Instructions to follow. Below are lines of data, and only some are wanted. Please repeat exactly those from the line that has "temp.write_all(value.as_bytes()).map_err(Self::io_error(key))?;" through the line that has "fn set_then_get(dir: TempDir)".

Data records.
+--

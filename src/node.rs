//! # High-Level Instance API
//!
//! [`MeshMq`] is the caller-facing handle for one message-queue instance.
//! Before `start()` it collects configuration (categories, listeners,
//! timers, worker counts) under a mutex; `start()` freezes the registry,
//! spawns the worker lanes and the proxy thread, and from then on every
//! operation becomes a control message to the proxy.
//!
//! ## Quick start
//!
//! ```ignore
//! let server = MeshMq::new();
//! server.add_category("public", AuthLevel::None)?
//!     .add_request_command("hello", |m| m.send_reply(["hi"]))?;
//! server.listen_plain("tcp://127.0.0.1:7788")?;
//! server.start()?;
//!
//! let client = MeshMq::new();
//! client.start()?;
//! let conn = client.connect_remote(
//!     Address::plain("tcp://127.0.0.1:7788"),
//!     |conn| println!("connected: {conn}"),
//!     |_conn, why| println!("failed: {why}"),
//! )?;
//! client.request(conn, "public.hello", |ok, parts| { /* ... */ }, [] as [Vec<u8>; 0])?;
//! ```
//!
//! Handles are cheap to clone. The instance shuts down when `shutdown()` is
//! called or the last handle is dropped.

use std::collections::HashSet;
use std::sync::atomic::{AtomicI64, AtomicU64, Ordering};
use std::sync::{Arc, Mutex, OnceLock, Weak};
use std::time::Duration;

use tokio::sync::{mpsc, oneshot};
use tracing::warn;

use crate::auth::{default_allow, Access, AllowFn};
use crate::conn::{ConnectionID, ListenCallback};
use crate::error::Error;
use crate::identity::{Identity, Keypair};
use crate::message::Message;
use crate::pool::WorkerPool;
use crate::proxy::{
    ControlSender, ListenerSpec, Proxy, ProxyCommand, StartupState, REQUEST_TIMEOUT,
};
use crate::registry::{Lane, Registry};
use crate::timer::TimerId;
use crate::transport::{self, Address, Endpoint};
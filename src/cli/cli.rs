mod cli_config;
use cli_config::CliConfig;

use ledger_store::{LedgerStore, Rehydration, Transaction, Amount,
    backend::JsonStore,
    ledger::Applied};

use std::path::PathBuf;
use anyhow::Context;
use chrono::{DateTime, Utc};
use colored::Colorize;
use clap::{Args, Parser, Subcommand};

#[derive(Parser, Debug)]
#[clap(version, about, propagate_version = true)]
struct Cli {
    /// Path to the configuration file
    #[clap(short, long, value_parser, default_value = "ledger.toml")]
    config: PathBuf,

    /// Directory holding the ledger, overrides the configured one
    #[clap(long, value_parser)]
    data_dir: Option<PathBuf>,

    /// Action to perform
    #[clap(subcommand)]
    action: Subcommands,
}

#[derive(Debug, Subcommand)]
enum Subcommands {
    /// Display the current balance
    Balance,
    /// List all transactions
    List,
    /// Record a new transaction
    Add(AddTransaction),
    /// Remove every transaction and reset the balance
    Clear,
    /// Reload the stored ledger and report its consistency
    Check,
}

#[derive(Args, Debug)]
struct AddTransaction {
    /// Unique id of the transaction
    #[clap(short, long, value_parser)]
    id: String,

    /// Signed amount, negative for debits
    #[clap(short, long, value_parser, allow_hyphen_values = true)]
    amount: Amount,

    #[clap(short, long, value_parser)]
    title: String,

    /// RFC 3339 timestamp, defaults to now
    #[clap(short, long, value_parser)]
    date: Option<DateTime<Utc>>,
}

impl AddTransaction {
    fn into_transaction(self) -> Transaction {
        let date = self.date.unwrap_or_else(Utc::now);
        Transaction::new(self.id, self.amount, date, &self.title)
    }
}

fn colored_amount(amount: Amount) -> colored::ColoredString {
    let color = if amount < 0.0 {
        colored::ColoredString::bright_red
    } else if amount > 0.0 {
        colored::ColoredString::green
    } else {
        colored::ColoredString::normal
    };
    color(format!("{:.2}", amount).white())
}

fn print_rehydration(outcome: Rehydration) {
    match outcome {
        Rehydration::Empty => println!("{}", "No stored ledger".dimmed()),
        Rehydration::Restored { transactions } =>
            println!("{}: {} transactions", "Consistent".green(), transactions),
        Rehydration::Repaired { stored, calculated } =>
            println!("{}: stored balance {} rebuilt as {}", "Repaired".yellow(), stored, calculated),
        Rehydration::Discarded =>
            println!("{}: stored ledger was unreadable and has been ignored", "Discarded".bright_red()),
        Rehydration::Unavailable =>
            println!("{}: storage could not be read", "Unavailable".bright_red()),
    }
}

fn main() -> anyhow::Result<()> {
    env_logger::init();
    let args = Cli::parse();

    let config = CliConfig::read(&args.config)?;
    let dir = args.data_dir.unwrap_or(config.storage.dir);
    let mut store = LedgerStore::open(JsonStore::new(&dir), config.ledger);

    match args.action {
        Subcommands::Balance => {
            println!("{}: {}", "Balance".bold(), colored_amount(store.balance()));
        },
        Subcommands::List => {
            for t in store.transactions() {
                println!("{}", t);
            }
        },
        Subcommands::Add(add) => {
            let transaction = add.into_transaction();
            let id = transaction.id.clone();
            let kind = if transaction.is_credit() { "credit".green() } else { "debit".bright_red() };
            match store.append_transaction(transaction)
                .with_context(|| format!("failed to record transaction {}", id))? {
                Applied::Appended => println!("Recorded {} {}", kind, id),
                Applied::Ignored => println!("{} already recorded, ignored", id),
            }
            println!("{}: {}", "Balance".bold(), colored_amount(store.balance()));
        },
        Subcommands::Clear => {
            store.clear_ledger().context("failed to clear ledger")?;
            println!("Ledger cleared");
        },
        Subcommands::Check => {
            print_rehydration(store.last_rehydration());
            println!("{}: {}", "Balance".bold(), colored_amount(store.balance()));
        },
    }

    Ok(())
}
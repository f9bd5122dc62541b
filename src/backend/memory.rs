use std::collections::HashMap;
use std::sync::{Mutex, MutexGuard};
use std::sync::atomic::{AtomicBool, Ordering};

use crate::backend::interface::{KeyValueStore, BackendError, Result};

/// Volatile store, mostly for tests. Writes can be made to fail on
/// demand to exercise the persistence error path.
#[derive(Debug, Default)]
pub struct MemoryStore {
    entries: Mutex<HashMap<String, String>>,
    fail_writes: AtomicBool
}

impl MemoryStore {
    pub fn new() -> MemoryStore {
        MemoryStore::default()
    }

    pub fn with_entry(key: &str, value: &str) -> MemoryStore {
        let store = MemoryStore::new();
        store.entries().insert(key.to_owned(), value.to_owned());
        return store;
    }

    pub fn set_fail_writes(&self, fail: bool) {
        self.fail_writes.store(fail, Ordering::SeqCst);
    }

    pub fn len(&self) -> usize {
        self.entries().len()
    }

    pub fn is_empty(&self) -> bool {
        self.entries().is_empty()
    }

    fn entries(&self) -> MutexGuard<'_, HashMap<String, String>> {
        // a panic while holding the lock cannot leave a map half-updated
        self.entries.lock().unwrap_or_else(|poisoned| poisoned.into_inner())
    }

    fn check_writable(&self) -> Result<()> {
        if self.fail_writes.load(Ordering::SeqCst) {
            return Err(BackendError::Unavailable("writes disabled".to_owned()));
        }
        return Ok(());
    }
}

impl KeyValueStore for MemoryStore {
    fn get(&self, key: &str) -> Result<Option<String>> {
        Ok(self.entries().get(key).cloned())
    }

    fn set(&self, key: &str, value: &str) -> Result<()> {
        self.check_writable()?;
        self.entries().insert(key.to_owned(), value.to_owned());
        return Ok(());
    }

    fn remove(&self, key: &str) -> Result<()> {
        self.check_writable()?;
        self.entries().remove(key);
        return Ok(());
    }
}
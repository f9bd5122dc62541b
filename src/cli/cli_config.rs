use std::{fs, path::{Path, PathBuf}};
use serde::{Serialize, Deserialize};
use anyhow::{self, Context};

use ledger_store::StoreOptions;

#[derive(Debug, Serialize, Deserialize)]
#[serde(default)]
pub struct StorageConfig {
    pub dir: PathBuf
}

impl Default for StorageConfig {
    fn default() -> Self {
        StorageConfig { dir: PathBuf::from("ledger-data") }
    }
}

#[derive(Debug, Default, Serialize, Deserialize)]
#[serde(default)]
pub struct CliConfig {
    pub storage: StorageConfig,
    pub ledger: StoreOptions
}

impl CliConfig {
    /// Reads the config file, falling back to defaults when it does not exist.
    pub fn read(filepath: impl AsRef<Path>) -> anyhow::Result<Self> {
        let filepath = filepath.as_ref();
        if !filepath.exists() {
            return Ok(CliConfig::default());
        }
        let file_content = fs::read_to_string(filepath)
            .with_context(|| format!("failed to read config file {}", filepath.display()))?;
        let config = CliConfig::parse(&file_content)
            .with_context(|| format!("failed to parse config file {}", filepath.display()))?;
        return Ok(config);
    }

    pub fn parse(content: &str) -> anyhow::Result<Self> {
        let config: CliConfig = toml::from_str(content)?;
        anyhow::ensure!(config.ledger.tolerance >= 0.0,
            "ledger.tolerance must not be negative, got {}", config.ledger.tolerance);
        return Ok(config);
    }
}
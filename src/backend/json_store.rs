use std::{fs, io::{self, Write}, path::{Path, PathBuf}};

use log::debug;
use tempfile::NamedTempFile;

use crate::backend::interface::{KeyValueStore, BackendError, Result};

/// Key-value store keeping each key as `<dir>/<key>.json`.
///
/// Writes go to a temporary file in the same directory which is then
/// renamed over the target, so readers see either the old or the new
/// blob, never a partial one.
#[derive(Debug, Clone)]
pub struct JsonStore {
    dir: PathBuf
}

impl JsonStore {
    const EXTENSION: &'static str = "json";

    pub fn new(dir: impl AsRef<Path>) -> JsonStore {
        JsonStore { dir: dir.as_ref().to_path_buf() }
    }

    pub fn dir(&self) -> &Path {
        &self.dir
    }

    pub fn path_for(&self, key: &str) -> Result<PathBuf> {
        Self::validate_key(key)?;
        return Ok(self.dir.join(format!("{}.{}", key, Self::EXTENSION)));
    }

    fn validate_key(key: &str) -> Result<()> {
        let valid_chars = key.chars()
            .all(|c| c.is_ascii_alphanumeric() || c == '.' || c == '_' || c == '-');
        if key.is_empty() || key.starts_with('.') || !valid_chars {
            return Err(BackendError::InvalidKey(key.to_owned()));
        }
        return Ok(());
    }

    fn io_error(key: &str) -> impl FnOnce(io::Error) -> BackendError + '_ {
        move |source| BackendError::Io { key: key.to_owned(), source }
    }
}

impl KeyValueStore for JsonStore {
    fn get(&self, key: &str) -> Result<Option<String>> {
        let path = self.path_for(key)?;
        match fs::read_to_string(&path) {
            Ok(content) => Ok(Some(content)),
            Err(err) if err.kind() == io::ErrorKind::NotFound => Ok(None),
            Err(err) => Err(Self::io_error(key)(err))
        }
    }

    fn set(&self, key: &str, value: &str) -> Result<()> {
        let path = self.path_for(key)?;
        fs::create_dir_all(&self.dir).map_err(Self::io_error(key))?;

        let mut temp = NamedTempFile::new_in(&self.dir).map_err(Self::io_error(key))?;
        temp.write_all(value.as_bytes()).map_err(Self::io_error(key))?;
        temp.as_file().sync_all().map_err(Self::io_error(key))?;
        temp.persist(&path).map_err(|err| Self::io_error(key)(err.error))?;

        debug!("wrote {} bytes to {}", value.len(), path.display());
        return Ok(());
    }

    fn remove(&self, key: &str) -> Result<()> {
        let path = self.path_for(key)?;
        match fs::remove_file(&path) {
            Ok(()) => Ok(()),
            Err(err) if err.kind() == io::ErrorKind::NotFound => Ok(()),
            Err(err) => Err(Self::io_error(key)(err))
        }
    }
}


#[cfg(test)]
mod tests {
    use crate::backend::{JsonStore, KeyValueStore, BackendError};

    use rstest::{fixture, rstest};
    use tempfile::TempDir;

    #[fixture]
    fn dir() -> TempDir {
        tempfile::tempdir().unwrap()
    }

    #[rstest]
    fn missing_key_is_absent(dir: TempDir) {
        let store = JsonStore::new(dir.path());
        assert_eq!(store.get("balance-storage").unwrap(), None);
    }

    #[rstest]
    fn set_then_get(dir: TempDir) {
        let store = JsonStore::new(dir.path());
        store.set("balance-storage", "{\"a\":1}").unwrap();

        assert_eq!(store.get("balance-storage").unwrap().as_deref(), Some("{\"a\":1}"));
        assert!(dir.path().join("balance-storage.json").exists());
    }

    #[rstest]
    fn set_replaces_previous_value(dir: TempDir) {
        let store = JsonStore::new(dir.path());
        store.set("k", "first, and rather long").unwrap();
        store.set("k", "second").unwrap();

        assert_eq!(store.get("k").unwrap().as_deref(), Some("second"));
        // only the target file is left behind
        assert_eq!(std::fs::read_dir(dir.path()).unwrap().count(), 1);
    }

    #[rstest]
    fn creates_missing_directory(dir: TempDir) {
        let store = JsonStore::new(dir.path().join("nested").join("data"));
        store.set("k", "v").unwrap();
        assert_eq!(store.get("k").unwrap().as_deref(), Some("v"));
    }

    #[rstest]
    fn remove_is_idempotent(dir: TempDir) {
        let store = JsonStore::new(dir.path());
        store.set("k", "v").unwrap();

        store.remove("k").unwrap();
        store.remove("k").unwrap();

        assert_eq!(store.get("k").unwrap(), None);
    }

    #[rstest]
    #[case("")]
    #[case("../escape")]
    #[case(".hidden")]
    #[case("with space")]
    fn rejects_bad_keys(dir: TempDir, #[case] key: &str) {
        let store = JsonStore::new(dir.path());
        assert!(matches!(store.get(key), Err(BackendError::InvalidKey(..))));
        assert!(matches!(store.set(key, "v"), Err(BackendError::InvalidKey(..))));
    }
}
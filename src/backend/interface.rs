use std::io;

use thiserror::Error;

#[derive(Debug, Error)]
pub enum BackendError {
    #[error("i/o error on key {key}: {source}")]
    Io {
        key: String,
        #[source]
        source: io::Error
    },
    #[error("invalid key: {0:?}")]
    InvalidKey(String),
    #[error("storage unavailable: {0}")]
    Unavailable(String)
}

pub type Result<T> = std::result::Result<T, BackendError>;

/// Durable string blobs addressed by name.
///
/// Every call is synchronous and independent; no batching or
/// transactional guarantee is expected from implementations.
pub trait KeyValueStore {
    fn get(&self, key: &str) -> Result<Option<String>>;
    fn set(&self, key: &str, value: &str) -> Result<()>;
    fn remove(&self, key: &str) -> Result<()>;
}

impl<S: KeyValueStore + ?Sized> KeyValueStore for &S {
    fn get(&self, key: &str) -> Result<Option<String>> {
        (**self).get(key)
    }

    fn set(&self, key: &str, value: &str) -> Result<()> {
        (**self).set(key, value)
    }

    fn remove(&self, key: &str) -> Result<()> {
        (**self).remove(key)
    }
}
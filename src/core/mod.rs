pub mod transaction;
pub mod ledger;
pub mod error;

pub use transaction::{Transaction, TransactionId, Amount};
pub use ledger::{LedgerState, DuplicatePolicy, Applied, Repair};
pub use error::{LedgerError, LedgerResult};
use serde::{Serialize, Deserialize};

use crate::core::transaction::{Transaction, TransactionId, Amount};
use crate::core::error::{LedgerError, LedgerResult};

/// What to do when a transaction reuses an id already on the ledger.
#[derive(Clone, Copy, PartialEq, Eq, Debug, Default, Serialize, Deserialize)]
#[serde(rename_all = "lowercase")]
pub enum DuplicatePolicy {
    /// Append anyway; callers own idempotency.
    #[default]
    Accept,
    /// Drop the transaction without changing anything.
    Ignore,
    /// Fail with `LedgerError::DuplicateTransactionId`.
    Reject
}

/// Outcome of applying a transaction.
#[derive(Clone, Copy, PartialEq, Eq, Debug)]
pub enum Applied {
    Appended,
    Ignored
}

/// A balance overwritten during reconciliation.
#[derive(Clone, Copy, PartialEq, Debug)]
pub struct Repair {
    pub stored: Amount,
    pub calculated: Amount
}

/// The transactions on record and the running balance cached from them.
///
/// The transactions are authoritative. `balance` is kept equal to their
/// sum by every transition here; only a state decoded from storage may
/// disagree, until `reconcile` is called on it.
#[derive(Clone, PartialEq, Debug, Default, Serialize, Deserialize)]
pub struct LedgerState {
    transactions: Vec<Transaction>,
    balance: Amount
}

impl LedgerState {
    pub const BALANCE_TOLERANCE: Amount = 0.01;

    pub fn new() -> LedgerState {
        LedgerState::default()
    }

    /// Builds a state as found in storage, without checking the balance.
    pub fn from_parts(transactions: Vec<Transaction>, balance: Amount) -> LedgerState {
        LedgerState { transactions, balance }
    }

    pub fn transactions(&self) -> &[Transaction] {
        &self.transactions
    }

    pub fn balance(&self) -> Amount {
        self.balance
    }

    pub fn len(&self) -> usize {
        self.transactions.len()
    }

    pub fn is_empty(&self) -> bool {
        self.transactions.is_empty()
    }

    pub fn find(&self, id: &TransactionId) -> Option<&Transaction> {
        self.transactions.iter().find(|t| &t.id == id)
    }

    /// Appends a transaction. Non-finite amounts and balances are refused
    /// before anything changes, since they cannot be persisted.
    pub fn apply(&mut self, transaction: Transaction, policy: DuplicatePolicy) -> LedgerResult<Applied> {
        if !transaction.amount.is_finite() {
            return Err(LedgerError::NonFiniteAmount(transaction.id));
        }

        if policy != DuplicatePolicy::Accept && self.find(&transaction.id).is_some() {
            return match policy {
                DuplicatePolicy::Reject => Err(LedgerError::DuplicateTransactionId(transaction.id)),
                _ => Ok(Applied::Ignored)
            };
        }

        let balance = self.balance + transaction.amount;
        if !balance.is_finite() {
            return Err(LedgerError::BalanceOverflow(transaction.id));
        }

        self.balance = balance;
        self.transactions.push(transaction);
        return Ok(Applied::Appended);
    }

    pub fn clear(&mut self) {
        self.transactions = Vec::new();
        self.balance = 0.0;
    }

    pub fn calculated_balance(&self) -> Amount {
        return self.transactions.iter()
            .map(|t| t.amount).sum();
    }

    pub fn is_consistent(&self, tolerance: Amount) -> bool {
        (self.balance - self.calculated_balance()).abs() <= tolerance
    }

    /// Rebuilds the balance from the transactions when the cached value
    /// is off by more than `tolerance`. Differences within the tolerance
    /// are floating point drift and are left alone.
    pub fn reconcile(&mut self, tolerance: Amount) -> Option<Repair> {
        let calculated = self.calculated_balance();
        if (self.balance - calculated).abs() <= tolerance {
            return None;
        }

        let repair = Repair { stored: self.balance, calculated };
        self.balance = calculated;
        return Some(repair);
    }
}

+--

Written reply.
        temp.write_all(value.as_bytes()).map_err(Self::io_error(key))?;
        temp.as_file().sync_all().map_err(Self::io_error(key))?;
        temp.persist(&path).map_err(|err| Self::io_error(key)(err.error))?;

        debug!("wrote {} bytes to {}", value.len(), path.display());
        return Ok(());
    }

    fn remove(&self, key: &str) -> Result<()> {
        let path = self.path_for(key)?;
        match fs::remove_file(&path) {
            Ok(()) => Ok(()),
            Err(err) if err.kind() == io::ErrorKind::NotFound => Ok(()),
            Err(err) => Err(Self::io_error(key)(err))
        }
    }
}


#[cfg(test)]
mod tests {
    use crate::backend::{JsonStore, KeyValueStore, BackendError};

    use rstest::{fixture, rstest};
    use tempfile::TempDir;

    #[fixture]
    fn dir() -> TempDir {
        tempfile::tempdir().unwrap()
    }

    #[rstest]
    fn missing_key_is_absent(dir: TempDir) {
        let store = JsonStore::new(dir.path());
        assert_eq!(store.get("balance-storage").unwrap(), None);
    }

    #[rstest]
    fn set_then_get(dir: TempDir) {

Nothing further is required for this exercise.